Unlike perishable agricultural products, oil can be stored in the ground. So when will an owner of oil reduce production or increase inventories instead of selling his oil and converting the proceeds into investible cash? A simplified answer is that he will keep the oil in the ground if its price is expected to rise faster than the interest rate that could be earned on the money obtained from selling the oil. The actual price of oil may rise faster or slower than is expected, but the decision to sell (or hold) the oil depends on the expected price rise.
There are of course considerations of risk, and of the impact of price changes on long-term consumer behavior, that complicate the oil owner’s decision – and therefore the behavior of prices.

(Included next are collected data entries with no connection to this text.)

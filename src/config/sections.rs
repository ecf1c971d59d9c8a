// file: src/config/sections.rs
// version: 1.0.0
// guid: a67f59c3-3396-431e-a465-cea8d09ce665

//! Per-applet configuration sections

use super::{ArchProfile, Architecture, ProfileOverride};
use crate::error::WorkbenchError;
use serde::{Deserialize, Serialize};
use std::collections::BTreeMap;
use std::path::PathBuf;

/// Smallest FAT32 image mformat accepts with 512-byte clusters
pub const MIN_DISK_SIZE_MB: u32 = 34;

/// UEFI harness settings
#[derive(Debug, Clone, Serialize, Deserialize)]
#[serde(default, deny_unknown_fields)]
pub struct QemuConfig {
    /// Architecture used when `--arch` is not given
    pub default_arch: Architecture,
    /// Size of the synthesized FAT32 boot image
    pub disk_size_mb: u32,
    /// Field-level overrides of the built-in profiles
    pub profiles: BTreeMap<Architecture, ProfileOverride>,
}

impl Default for QemuConfig {
    fn default() -> Self {
        Self {
            default_arch: Architecture::X64,
            disk_size_mb: 64,
            profiles: BTreeMap::new(),
        }
    }
}

impl QemuConfig {
    /// Resolve the effective profile for an architecture
    pub fn profile(&self, arch: Architecture) -> ArchProfile {
        let builtin = ArchProfile::builtin(arch);
        match self.profiles.get(&arch) {
            Some(over) => builtin.merged(over),
            None => builtin,
        }
    }

    pub fn validate(&self) -> crate::Result<()> {
        if self.disk_size_mb < MIN_DISK_SIZE_MB {
            return Err(WorkbenchError::ValidationError(format!(
                "qemu.disk_size_mb must be at least {} (got {})",
                MIN_DISK_SIZE_MB, self.disk_size_mb
            )));
        }

        for (arch, over) in &self.profiles {
            if over.qemu.as_deref().is_some_and(|q| q.trim().is_empty()) {
                return Err(WorkbenchError::ValidationError(format!(
                    "qemu.profiles.{}.qemu cannot be empty",
                    arch
                )));
            }
        }

        Ok(())
    }
}

/// Beagleboard release discovery settings
#[derive(Debug, Clone, Serialize, Deserialize)]
#[serde(default, deny_unknown_fields)]
pub struct BeagleConfig {
    pub kernel_url: String,
    pub uboot_url: String,
}

impl Default for BeagleConfig {
    fn default() -> Self {
        Self {
            kernel_url: "https://github.com/beagleboard/linux.git".to_string(),
            uboot_url: "https://github.com/beagleboard/u-boot.git".to_string(),
        }
    }
}

impl BeagleConfig {
    pub fn validate(&self) -> crate::Result<()> {
        if self.kernel_url.trim().is_empty() || self.uboot_url.trim().is_empty() {
            return Err(WorkbenchError::ValidationError(
                "beagle repository URLs cannot be empty".to_string(),
            ));
        }
        Ok(())
    }
}

/// BeaglePlay board settings
#[derive(Debug, Clone, Serialize, Deserialize)]
#[serde(default, deny_unknown_fields)]
pub struct BeagleplayConfig {
    /// GPIO line name wired to the CC1352 reset pin
    pub reset_line: String,
    /// Time the line is held in each state
    pub pulse_ms: u64,
    /// Sysfs attribute read by the timing probe
    pub temp_path: PathBuf,
}

impl Default for BeagleplayConfig {
    fn default() -> Self {
        Self {
            reset_line: "CC1352P7_RSTN".to_string(),
            pulse_ms: 200,
            temp_path: PathBuf::from("/sys/bus/iio/devices/iio:device1/in_temp_raw"),
        }
    }
}

impl BeagleplayConfig {
    pub fn validate(&self) -> crate::Result<()> {
        if self.reset_line.trim().is_empty() {
            return Err(WorkbenchError::ValidationError(
                "beagleplay.reset_line cannot be empty".to_string(),
            ));
        }
        if self.pulse_ms == 0 {
            return Err(WorkbenchError::ValidationError(
                "beagleplay.pulse_ms must be greater than zero".to_string(),
            ));
        }
        Ok(())
    }
}

/// Toolbox provisioning settings
#[derive(Debug, Clone, Serialize, Deserialize)]
#[serde(default, deny_unknown_fields)]
pub struct ToolboxConfig {
    pub basic_packages: Vec<String>,
    pub development_packages: Vec<String>,
    /// Lines appended to /etc/dnf/dnf.conf in new containers
    pub dnf_options: Vec<String>,
    /// Login shell used when entering a freshly created container
    pub shell: String,
}

impl Default for ToolboxConfig {
    fn default() -> Self {
        Self {
            basic_packages: owned(&["fish", "exa", "direnv", "fd-find", "ripgrep"]),
            development_packages: owned(&["neovim", "bat", "gcc", "g++"]),
            dnf_options: owned(&["deltarpm=true", "max_parallel_downloads=12"]),
            shell: "/bin/fish".to_string(),
        }
    }
}

impl ToolboxConfig {
    pub fn validate(&self) -> crate::Result<()> {
        if let Some(bad) = self.dnf_options.iter().find(|o| !o.contains('=') || o.contains('\'')) {
            return Err(WorkbenchError::ValidationError(format!(
                "toolbox.dnf_options entry must be key=value without quotes: {}",
                bad
            )));
        }
        if self.shell.trim().is_empty() {
            return Err(WorkbenchError::ValidationError(
                "toolbox.shell cannot be empty".to_string(),
            ));
        }
        Ok(())
    }
}

fn owned(list: &[&str]) -> Vec<String> {
    list.iter().map(|s| s.to_string()).collect()
}

/// Symlink installer settings
#[derive(Debug, Clone, Default, Serialize, Deserialize)]
#[serde(default, deny_unknown_fields)]
pub struct LinksConfig {
    /// Directory receiving the links (defaults to ~/.local/bin)
    pub bin_dir: Option<PathBuf>,
    /// Additional `name: target` links installed next to the applets
    pub extra: BTreeMap<String, PathBuf>,
}

#[cfg(test)]
mod tests {
    use super::*;

    #[test]
    fn test_qemu_profile_uses_override() {
        let mut config = QemuConfig::default();
        config.profiles.insert(
            Architecture::Aarch64,
            ProfileOverride {
                qemu: Some("/opt/qemu/bin/qemu-system-aarch64".to_string()),
                ..Default::default()
            },
        );

        assert_eq!(
            config.profile(Architecture::Aarch64).qemu,
            "/opt/qemu/bin/qemu-system-aarch64"
        );
        assert_eq!(config.profile(Architecture::X64).qemu, "qemu-system-x86_64");
    }

    #[test]
    fn test_qemu_disk_size_lower_bound() {
        let config = QemuConfig {
            disk_size_mb: 16,
            ..Default::default()
        };
        assert!(config.validate().is_err());
    }

    #[test]
    fn test_empty_qemu_binary_rejected() {
        let mut config = QemuConfig::default();
        config.profiles.insert(
            Architecture::X64,
            ProfileOverride {
                qemu: Some("  ".to_string()),
                ..Default::default()
            },
        );
        assert!(config.validate().is_err());
    }

    #[test]
    fn test_beagleplay_zero_pulse_rejected() {
        let config = BeagleplayConfig {
            pulse_ms: 0,
            ..Default::default()
        };
        assert!(config.validate().is_err());
    }

    #[test]
    fn test_toolbox_defaults() {
        let config = ToolboxConfig::default();
        assert_eq!(config.basic_packages.len(), 5);
        assert!(config.development_packages.contains(&"g++".to_string()));
        assert_eq!(config.shell, "/bin/fish");
        assert!(config.validate().is_ok());
    }

    #[test]
    fn test_toolbox_rejects_quoted_dnf_option() {
        let config = ToolboxConfig {
            dnf_options: vec!["fastestmirror='1'".to_string()],
            ..Default::default()
        };
        assert!(config.validate().is_err());
    }
}
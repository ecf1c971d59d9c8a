// file: src/qemu/scratch.rs
// version: 1.0.0
// guid: 7a0fed6f-3cb0-4f54-b11c-1592aabdfd37

//! Scratch directory contents for one harness run

use crate::error::WorkbenchError;
use crate::Result;
use std::path::{Path, PathBuf};
use tracing::debug;

/// Name the EFI application gets inside the boot filesystem
pub const EFI_NAME: &str = "run.efi";

/// UEFI shell script executed automatically on boot
pub const STARTUP_NAME: &str = "startup.nsh";

/// Render the UEFI shell startup script that launches `efi_name` from fs0
pub fn startup_script(efi_name: &str) -> String {
    [
        "@echo -off",
        "fs0:",
        "echo Starting UEFI Application...",
        efi_name,
    ]
    .join("\n")
}

/// Files staged in the scratch directory
#[derive(Debug, Clone)]
pub struct ScratchLayout {
    pub dir: PathBuf,
    pub code: PathBuf,
    pub vars: PathBuf,
    pub shell: Option<PathBuf>,
    pub efi: PathBuf,
    pub startup: PathBuf,
}

impl ScratchLayout {
    /// Copy firmware and the EFI binary into `dir` and write the startup script
    pub async fn prepare(
        dir: &Path,
        efi_file: &Path,
        code: &Path,
        vars: &Path,
        shell: Option<&Path>,
    ) -> Result<Self> {
        let layout = Self {
            dir: dir.to_path_buf(),
            code: dir.join("code.fd"),
            vars: dir.join("vars.fd"),
            shell: shell.map(|_| dir.join("shell.iso")),
            efi: dir.join(EFI_NAME),
            startup: dir.join(STARTUP_NAME),
        };

        copy_file(code, &layout.code).await?;
        copy_file(vars, &layout.vars).await?;
        make_writable(&layout.vars).await?;
        if let (Some(src), Some(dst)) = (shell, &layout.shell) {
            copy_file(src, dst).await?;
        }
        copy_file(efi_file, &layout.efi).await?;

        tokio::fs::write(&layout.startup, startup_script(EFI_NAME)).await?;
        debug!("Scratch directory prepared at {}", dir.display());

        Ok(layout)
    }
}

async fn copy_file(src: &Path, dst: &Path) -> Result<()> {
    tokio::fs::copy(src, dst).await.map_err(|e| {
        WorkbenchError::QemuError(format!(
            "Failed to copy {} to {}: {}",
            src.display(),
            dst.display(),
            e
        ))
    })?;
    Ok(())
}

/// The variable store is written by the firmware, so the copy must not
/// inherit a read-only mode from /usr/share.
async fn make_writable(path: &Path) -> Result<()> {
    let mut perms = tokio::fs::metadata(path).await?.permissions();
    #[cfg(unix)]
    {
        use std::os::unix::fs::PermissionsExt;
        perms.set_mode(perms.mode() | 0o600);
    }
    #[cfg(not(unix))]
    {
        #[allow(clippy::permissions_set_readonly_false)]
        perms.set_readonly(false);
    }
    tokio::fs::set_permissions(path, perms).await?;
    Ok(())
}

#[cfg(test)]
mod tests {
    use super::*;
    use tempfile::TempDir;

    #[test]
    fn test_startup_script_lines() {
        let script = startup_script("run.efi");

        assert_eq!(
            script,
            "@echo -off\nfs0:\necho Starting UEFI Application...\nrun.efi"
        );
        assert!(!script.ends_with('\n'));
    }

    #[tokio::test]
    async fn test_prepare_copies_everything() {
        let src = TempDir::new().unwrap();
        let scratch = TempDir::new().unwrap();
        let efi = src.path().join("Hello.efi");
        let code = src.path().join("CODE.fd");
        let vars = src.path().join("VARS.fd");
        let shell = src.path().join("Shell.iso");
        for (path, body) in [(&efi, "efi"), (&code, "code"), (&vars, "vars"), (&shell, "iso")] {
            tokio::fs::write(path, body).await.unwrap();
        }

        let layout = ScratchLayout::prepare(scratch.path(), &efi, &code, &vars, Some(&shell))
            .await
            .unwrap();

        assert_eq!(tokio::fs::read_to_string(&layout.efi).await.unwrap(), "efi");
        assert_eq!(tokio::fs::read_to_string(&layout.code).await.unwrap(), "code");
        assert_eq!(tokio::fs::read_to_string(&layout.vars).await.unwrap(), "vars");
        assert_eq!(
            tokio::fs::read_to_string(layout.shell.as_ref().unwrap()).await.unwrap(),
            "iso"
        );
        assert_eq!(
            tokio::fs::read_to_string(&layout.startup).await.unwrap(),
            startup_script(EFI_NAME)
        );
    }

    #[cfg(unix)]
    #[tokio::test]
    async fn test_vars_copy_is_writable() {
        use std::os::unix::fs::PermissionsExt;

        let src = TempDir::new().unwrap();
        let scratch = TempDir::new().unwrap();
        let efi = src.path().join("app.efi");
        let code = src.path().join("CODE.fd");
        let vars = src.path().join("VARS.fd");
        for path in [&efi, &code, &vars] {
            tokio::fs::write(path, b"x").await.unwrap();
        }
        std::fs::set_permissions(&vars, std::fs::Permissions::from_mode(0o444)).unwrap();

        let layout = ScratchLayout::prepare(scratch.path(), &efi, &code, &vars, None)
            .await
            .unwrap();

        let mode = std::fs::metadata(&layout.vars).unwrap().permissions().mode();
        assert_eq!(mode & 0o200, 0o200);
        assert!(layout.shell.is_none());
    }

    #[tokio::test]
    async fn test_prepare_missing_source_is_qemu_error() {
        let src = TempDir::new().unwrap();
        let scratch = TempDir::new().unwrap();
        let missing = src.path().join("missing.fd");

        let result =
            ScratchLayout::prepare(scratch.path(), &missing, &missing, &missing, None).await;

        assert!(matches!(result, Err(WorkbenchError::QemuError(_))));
    }
}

The Organization of Petroleum Exporting Countries (the OPEC cartel), with its strong pricing power, still plays a role. But the fundamental insight is that owners of oil will adjust their production and inventories until the price of oil is expected to rise at the rate of interest, appropriately adjusted for risk. If the price of oil is expected to rise faster, they’ll keep the oil in the ground. In contrast, if the price of oil is not expected to rise as fast as the rate of interest, the owners will extract more and invest the proceeds.
…Now here is the good news. Any policy that causes the expected future oil price to fall can cause the current price to fall, or to rise less than it would otherwise do. In other words, it is possible to bring down today’s price of oil with policies that will have their physical impact on oil demand or supply only in the future.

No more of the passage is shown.